Friday, March 31, 2006

IN YOUR FACE: CLIMATE CHANGE

When should we panic?
The global warming alarms are part `cry-wolf’ and part fashionista. Or are they? They’ve been hollering on about climate change with more than the usual heat lately. I say ‘they’ because some of us first felt an urge to press the panic button more than thirty years ago. When the Friends of the Earth first used a giant computer to concoct elaborate graphs illustrating the combined scientific findings of doomsday prophets - the collectively concerned Club of Rome - they published a serious warning signal in their book,`Limits to Growth’. That was in 1972, I think. Okay, so `concocted’ has only a nice alliterative ring to it and you will be wondering where this piece is going. Ballistic it is not, but the closer we come to the year 2008 – the crunch point according to the Club - the nearer, in my view, looms the end of the old, wasteful world as we knew it. I remember 1972 as the same year in which there was an international fuel crisis caused by an OPEC gear change. Also, man called Schumacher was, at that time, preaching `small is beautiful’ and this chimed well with the conclusions of the Club of Rome. And there's more: international opinion-makers of the top rank were meeting at Cambridge University in 1972 to discuss employment opportunities within a global perspective. Their main conclusion: de-throne GDP as the sine qua non of economic happiness and aim (as the Club of Rome had advised) for equilibrium, for sustainability; cut down on growing dependence on a limited supply of hydrocarbons, check the unlimited growth of populations, industrial pollution and nature-destructive monoculture. I think the Kyoto Protocol was only a small genie to emerge from the greenhouse gas bottle after all that.

This week’s Time magazine with its cover showing an ice-beached polar bear, insists that we should be worried, in big, red letters, we should be VERY worried. In a special report on global warming the message screams “EARTH AT THE TIPPING POINT”. I have a feeling in my water (as my mother used to say) that we profligate humans really are beginning to drown in our own wastes. We are still cutting down huge forests, building and buying 4 x 4s, playing with nuclear fission, putting up two fingers to prophets of doom or generally playing God with our wonderful technology. In the meanwhile, the media, bless them, are steering a nervous path between reports which may cause us to worry ourselves silly or cautiously administering soothing doses of analgesics because an overdose of purgatives might set us off on a dangerous panic stampede.

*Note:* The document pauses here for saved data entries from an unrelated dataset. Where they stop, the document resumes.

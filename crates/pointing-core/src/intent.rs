// User intents as pure session transitions.
//
// Every function takes the current session and returns the complete next
// session. Intents the actor is not allowed to perform return an unchanged
// copy; the driver is expected not to offer them in the first place.

use tracing::debug;

use crate::error::{PokerError, Result};
use crate::model::{Participant, Role, Session, StoryPatch, UserStory};
use crate::scale::VotingScale;
use crate::tally;

/// Something a participant asked to do.
#[derive(Debug, Clone, PartialEq, Eq)]
pub enum Intent {
    CastVote { value: String },
    ToggleVotesVisible,
    ResetVotes,
    ChangeVotingScale { scale: VotingScale },
    NextStory,
    UpdateStory { story_id: String, patch: StoryPatch },
    AddStory { story: UserStory },
    CompleteCurrentStory,
    ToggleObserver { participant_id: String },
    RemoveParticipant { participant_id: String },
}

impl Intent {
    /// Short name used in logs.
    pub fn name(&self) -> &'static str {
        match self {
            Intent::CastVote { .. } => "cast_vote",
            Intent::ToggleVotesVisible => "toggle_votes_visible",
            Intent::ResetVotes => "reset_votes",
            Intent::ChangeVotingScale { .. } => "change_voting_scale",
            Intent::NextStory => "next_story",
            Intent::UpdateStory { .. } => "update_story",
            Intent::AddStory { .. } => "add_story",
            Intent::CompleteCurrentStory => "complete_current_story",
            Intent::ToggleObserver { .. } => "toggle_observer",
            Intent::RemoveParticipant { .. } => "remove_participant",
        }
    }
}

/// Apply `intent` on behalf of `actor_id`.
pub fn apply(session: &Session, actor_id: &str, intent: &Intent) -> Session {
    match intent {
        Intent::CastVote { value } => cast_vote(session, actor_id, value),
        Intent::ToggleVotesVisible => toggle_votes_visible(session, actor_id),
        Intent::ResetVotes => reset_votes(session, actor_id),
        Intent::ChangeVotingScale { scale } => change_voting_scale(session, actor_id, scale),
        Intent::NextStory => next_story(session, actor_id),
        Intent::UpdateStory { story_id, patch } => {
            update_story(session, actor_id, story_id, patch)
        }
        Intent::AddStory { story } => add_story(session, actor_id, story.clone()),
        Intent::CompleteCurrentStory => complete_current_story(session, actor_id),
        Intent::ToggleObserver { participant_id } => {
            toggle_observer(session, actor_id, participant_id)
        }
        Intent::RemoveParticipant { participant_id } => {
            remove_participant(session, actor_id, participant_id)
        }
    }
}

fn moderator_only(session: &Session, actor_id: &str, what: &str) -> bool {
    let allowed = session.is_moderator(actor_id);
    if !allowed {
        debug!("Ignoring {what} from non-moderator {actor_id}");
    }
    allowed
}

// ---------------------------------------------------------------------------
// Voting
// ---------------------------------------------------------------------------

/// Record `value` as the actor's vote.
///
/// Ignored once votes are revealed, for anyone whose role is not
/// [`Role::Participant`], and for values not on the session's scale.
pub fn cast_vote(session: &Session, actor_id: &str, value: &str) -> Session {
    let mut next = session.clone();
    if session.votes_visible {
        debug!("Ignoring vote from {actor_id}: votes already revealed");
        return next;
    }
    if !session.voting_scale.contains(value) {
        debug!("Ignoring vote `{value}` from {actor_id}: not on the current scale");
        return next;
    }
    match next.participant_mut(actor_id) {
        Some(p) if p.role == Role::Participant => {
            p.vote = Some(value.to_string());
            p.has_voted = true;
        }
        Some(p) => debug!("Ignoring vote from {} with role {}", actor_id, p.role),
        None => debug!("Ignoring vote from unknown participant {actor_id}"),
    }
    next
}

/// Reveal or hide the votes.
pub fn toggle_votes_visible(session: &Session, actor_id: &str) -> Session {
    let mut next = session.clone();
    if moderator_only(session, actor_id, "reveal toggle") {
        next.votes_visible = !session.votes_visible;
    }
    next
}

/// Clear every vote and hide the results.
pub fn reset_votes(session: &Session, actor_id: &str) -> Session {
    let mut next = session.clone();
    if moderator_only(session, actor_id, "vote reset") {
        next.clear_votes();
    }
    next
}

/// Swap the voting scale. Existing votes may not exist on the new scale, so
/// they are reset as well.
pub fn change_voting_scale(session: &Session, actor_id: &str, scale: &VotingScale) -> Session {
    if !moderator_only(session, actor_id, "scale change") {
        return session.clone();
    }
    let mut next = session.clone();
    next.voting_scale = scale.clone();
    reset_votes(&next, actor_id)
}

// ---------------------------------------------------------------------------
// Stories
// ---------------------------------------------------------------------------

/// Move to the next story with a clean slate of votes. No-op on the last
/// story.
pub fn next_story(session: &Session, actor_id: &str) -> Session {
    let mut next = session.clone();
    if !moderator_only(session, actor_id, "next story") {
        return next;
    }
    if !session.has_next_story() {
        debug!("Already on the last story, not advancing");
        return next;
    }
    next.current_story_index += 1;
    next.clear_votes();
    next
}

/// Patch the story with `story_id`.
pub fn update_story(
    session: &Session,
    actor_id: &str,
    story_id: &str,
    patch: &StoryPatch,
) -> Session {
    let mut next = session.clone();
    if !moderator_only(session, actor_id, "story update") {
        return next;
    }
    match next.user_stories.iter_mut().find(|s| s.id == story_id) {
        Some(story) => patch.apply(story),
        None => debug!("No story {story_id} to update"),
    }
    next
}

/// Mark the story with `story_id` completed.
pub fn mark_story_completed(session: &Session, actor_id: &str, story_id: &str) -> Session {
    let patch = StoryPatch {
        is_completed: Some(true),
        ..StoryPatch::default()
    };
    update_story(session, actor_id, story_id, &patch)
}

/// Append a story to the backlog.
pub fn add_story(session: &Session, actor_id: &str, story: UserStory) -> Session {
    let mut next = session.clone();
    if !moderator_only(session, actor_id, "story add") {
        return next;
    }
    if next.user_stories.iter().any(|s| s.id == story.id) {
        debug!("Story {} already exists, not adding", story.id);
        return next;
    }
    next.user_stories.push(story);
    next
}

/// Close out the current story once votes are revealed: mark it completed,
/// record the consensus value as its estimate when there is one, and move to
/// the next story.
pub fn complete_current_story(session: &Session, actor_id: &str) -> Session {
    if !moderator_only(session, actor_id, "story completion") {
        return session.clone();
    }
    if !session.votes_visible {
        debug!("Votes are hidden, not completing the current story");
        return session.clone();
    }
    let Some(story) = session.current_story() else {
        return session.clone();
    };

    let estimate = tally::consensus(session)
        .filter(|c| c.is_majority || c.is_plurality)
        .map(|c| c.value);
    let patch = StoryPatch {
        is_completed: Some(true),
        estimate: estimate.map(Some),
        ..StoryPatch::default()
    };
    let completed = update_story(session, actor_id, &story.id, &patch);
    next_story(&completed, actor_id)
}

// ---------------------------------------------------------------------------
// Membership
// ---------------------------------------------------------------------------

/// Flip a non-moderator between participant and observer. Their vote no
/// longer applies either way, so it is cleared.
pub fn toggle_observer(session: &Session, actor_id: &str, participant_id: &str) -> Session {
    let mut next = session.clone();
    if !moderator_only(session, actor_id, "role toggle") {
        return next;
    }
    match next.participant_mut(participant_id) {
        Some(p) if p.role != Role::Moderator => {
            p.role = match p.role {
                Role::Observer => Role::Participant,
                _ => Role::Observer,
            };
            p.clear_vote();
        }
        Some(_) => debug!("Moderator role cannot be toggled"),
        None => debug!("No participant {participant_id} to toggle"),
    }
    next
}

/// Remove a participant. The moderator cannot be removed this way; the
/// moderator leaving ends the session instead.
pub fn remove_participant(session: &Session, actor_id: &str, participant_id: &str) -> Session {
    if !moderator_only(session, actor_id, "participant removal") {
        return session.clone();
    }
    if participant_id == session.moderator_id {
        debug!("Refusing to remove the moderator from their own session");
        return session.clone();
    }
    without_participant(session, participant_id)
}

/// The session minus `participant_id`, with no permission check. Used when a
/// participant leaves on their own.
pub fn without_participant(session: &Session, participant_id: &str) -> Session {
    let mut next = session.clone();
    next.participants.retain(|p| p.id != participant_id);
    next
}

/// Insert a joining participant, or update them in place when their id is
/// already present (a reconnect).
///
/// Fails with [`PokerError::DuplicateName`] when a different participant
/// already uses the name, ignoring case. A reconnect keeps the existing role
/// and vote and only refreshes the name.
pub fn upsert_participant(session: &Session, participant: Participant) -> Result<Session> {
    if let Some(other) = session.name_taken_by_other(&participant.name, &participant.id) {
        return Err(PokerError::DuplicateName {
            name: other.name.clone(),
        });
    }
    let mut next = session.clone();
    match next.participant_mut(&participant.id) {
        Some(existing) => existing.name = participant.name,
        None => {
            let mut joining = participant;
            // Only the creation flow makes moderators.
            if joining.role == Role::Moderator {
                joining.role = Role::Participant;
            }
            next.participants.push(joining);
        }
    }
    Ok(next)
}

/// The session, logically ended.
pub fn end_session(session: &Session) -> Session {
    let mut next = session.clone();
    next.is_active = false;
    next
}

Copyright © 2004 Diana Mitchell

Saturday, March 25, 2006

NEED HELP? ITS ALL OUR OWN FAULT

Who will put the coint into the old man's hand now?
I read in today's ZWNEWS that Zimbabwe's Government has swallowed its pride - or whatever unhealthy deadly sin that has made it so dangerously ill these past years - and asked for help.

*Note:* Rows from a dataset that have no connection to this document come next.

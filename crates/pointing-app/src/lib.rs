// Library root for the pointing poker driver: command parsing, the event
// loop and text rendering. `main.rs` wires them to stdin and stdout.

pub mod app;
pub mod command;
pub mod protocol;
pub mod view;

White Rhodesians invented an apt, not necessarily racist aphorism which I can't resist using at this time. "Even Lobengula's oldest and blindest wife could see that..." Starkly obvious is the fact that the Mugabe regime's ill-considered destruction of the agricultural base of the economy would end in tears. One thing has led to another and now, not only are the people starving but things have finally, but not quite yet fatally, fallen apart in Zimbabwe. Perhaps it really is our own, stupid fault, be we the former colonizers or the colonized.

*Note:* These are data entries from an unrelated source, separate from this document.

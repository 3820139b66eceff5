// Local anchor: which session this client is in and who it is.

use std::fs;
use std::io::ErrorKind;
use std::path::{Path, PathBuf};

use directories::ProjectDirs;
use serde::{Deserialize, Serialize};
use tracing::{debug, info};

use crate::error::{PokerError, Result};
use crate::model::Session;

const SESSION_FILE: &str = "current-session.json";
const PARTICIPANT_FILE: &str = "current-user-id";

/// The session a client is attached to and the participant it acts as.
///
/// Passed explicitly to every reconciler operation instead of living in a
/// global.
#[derive(Debug, Clone, PartialEq, Eq, Hash, Serialize, Deserialize)]
pub struct LocalAnchor {
    pub session_id: String,
    pub participant_id: String,
}

impl LocalAnchor {
    pub fn new(session_id: impl Into<String>, participant_id: impl Into<String>) -> Self {
        LocalAnchor {
            session_id: session_id.into(),
            participant_id: participant_id.into(),
        }
    }
}

/// File-backed storage for the two anchor values: the last known session
/// snapshot and the local participant id. Each can be set and cleared on its
/// own; only both together make a usable anchor.
#[derive(Debug, Clone)]
pub struct AnchorStore {
    dir: PathBuf,
}

impl AnchorStore {
    pub fn new(dir: impl Into<PathBuf>) -> Self {
        AnchorStore { dir: dir.into() }
    }

    /// Anchor storage in the platform's per-user data directory, if one can be
    /// determined.
    pub fn in_user_data_dir() -> Option<Self> {
        ProjectDirs::from("dev", "pointing", "pointing-poker")
            .map(|dirs| AnchorStore::new(dirs.data_local_dir().join("anchor")))
    }

    pub fn dir(&self) -> &Path {
        &self.dir
    }

    fn session_path(&self) -> PathBuf {
        self.dir.join(SESSION_FILE)
    }

    fn participant_path(&self) -> PathBuf {
        self.dir.join(PARTICIPANT_FILE)
    }

    // ------------------------------------------------------------------
    // Session snapshot
    // ------------------------------------------------------------------

    pub fn set_session(&self, session: &Session) -> Result<()> {
        fs::create_dir_all(&self.dir)?;
        let json = serde_json::to_string(session)?;
        fs::write(self.session_path(), json)?;
        Ok(())
    }

    /// The stored snapshot. An unreadable snapshot reads as absent.
    pub fn session(&self) -> Option<Session> {
        let raw = read_optional(&self.session_path()).ok()??;
        match serde_json::from_str(&raw) {
            Ok(session) => Some(session),
            Err(e) => {
                debug!("Ignoring unreadable session snapshot: {e}");
                None
            }
        }
    }

    pub fn clear_session(&self) -> Result<()> {
        remove_optional(&self.session_path())
    }

    // ------------------------------------------------------------------
    // Participant id
    // ------------------------------------------------------------------

    pub fn set_participant_id(&self, participant_id: &str) -> Result<()> {
        fs::create_dir_all(&self.dir)?;
        fs::write(self.participant_path(), participant_id)?;
        Ok(())
    }

    pub fn participant_id(&self) -> Option<String> {
        read_optional(&self.participant_path())
            .ok()
            .flatten()
            .map(|s| s.trim().to_string())
            .filter(|s| !s.is_empty())
    }

    pub fn clear_participant_id(&self) -> Result<()> {
        remove_optional(&self.participant_path())
    }

    // ------------------------------------------------------------------
    // Both together
    // ------------------------------------------------------------------

    /// Record both values after creating or joining a session.
    pub fn attach(&self, session: &Session, participant_id: &str) -> Result<()> {
        self.set_session(session)?;
        self.set_participant_id(participant_id)?;
        info!(
            "Anchored to session {} as participant {}",
            session.id, participant_id
        );
        Ok(())
    }

    /// The anchor, when both the snapshot and the participant id are present.
    pub fn anchor(&self) -> Option<LocalAnchor> {
        let session = self.session()?;
        let participant_id = self.participant_id()?;
        Some(LocalAnchor::new(session.id, participant_id))
    }

    /// Returns `true` if either value is stored.
    pub fn has_any(&self) -> bool {
        self.session_path().exists() || self.participant_path().exists()
    }

    /// Remove both values.
    pub fn clear(&self) -> Result<()> {
        let session = self.clear_session();
        let participant = self.clear_participant_id();
        session.and(participant)?;
        debug!("Cleared local anchor in {}", self.dir.display());
        Ok(())
    }
}

fn read_optional(path: &Path) -> std::io::Result<Option<String>> {
    match fs::read_to_string(path) {
        Ok(s) => Ok(Some(s)),
        Err(e) if e.kind() == ErrorKind::NotFound => Ok(None),
        Err(e) => Err(e),
    }
}

fn remove_optional(path: &Path) -> Result<()> {
    match fs::remove_file(path) {
        Ok(()) => Ok(()),
        Err(e) if e.kind() == ErrorKind::NotFound => Ok(()),
        Err(e) => Err(PokerError::Anchor(e)),
    }
}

I want to advance a little thesis as one possible explanation of what it is that ails Zimbabwe's current leaders. Remember that they are, in the main, old men. I am thinking now of the arrogant octogenarian, Robert Mugabe, mortally wounded by 56 years of pre-independence racial discrimination and of his all-powerful, opportunistic sidekick, Didymus Mutasa. They are still afflicted with the mindset of the colonized. Could it be that Rhodesia's eighty eight years of colonial paternalism juxtaposed with a Christian brand of humanitarianism gave these oldest Zimbabwean descendants of dispossessed ancestors a false idea of how the world really works? Weren't they led by missionaries (at Catholic Kutama and Anglican St Faith's)to believe that God would eventually restore their sovereign birthright after all the injustices they endured under the colonial yoke? Wasn't it the Cold War that convinced them that the enemy was the imperial West and that Communism's help against the oppressor would give them back their country? It is true that European (white) colonial overlords were either afflicted with the imperialist's zeal to teach the natives how to live or, more lately, were overburdened with guilt for past political incorrectness. Is Zimbabwe's `liberator' still obsessed with the belief, long ingrained, that the white man has always been his patron?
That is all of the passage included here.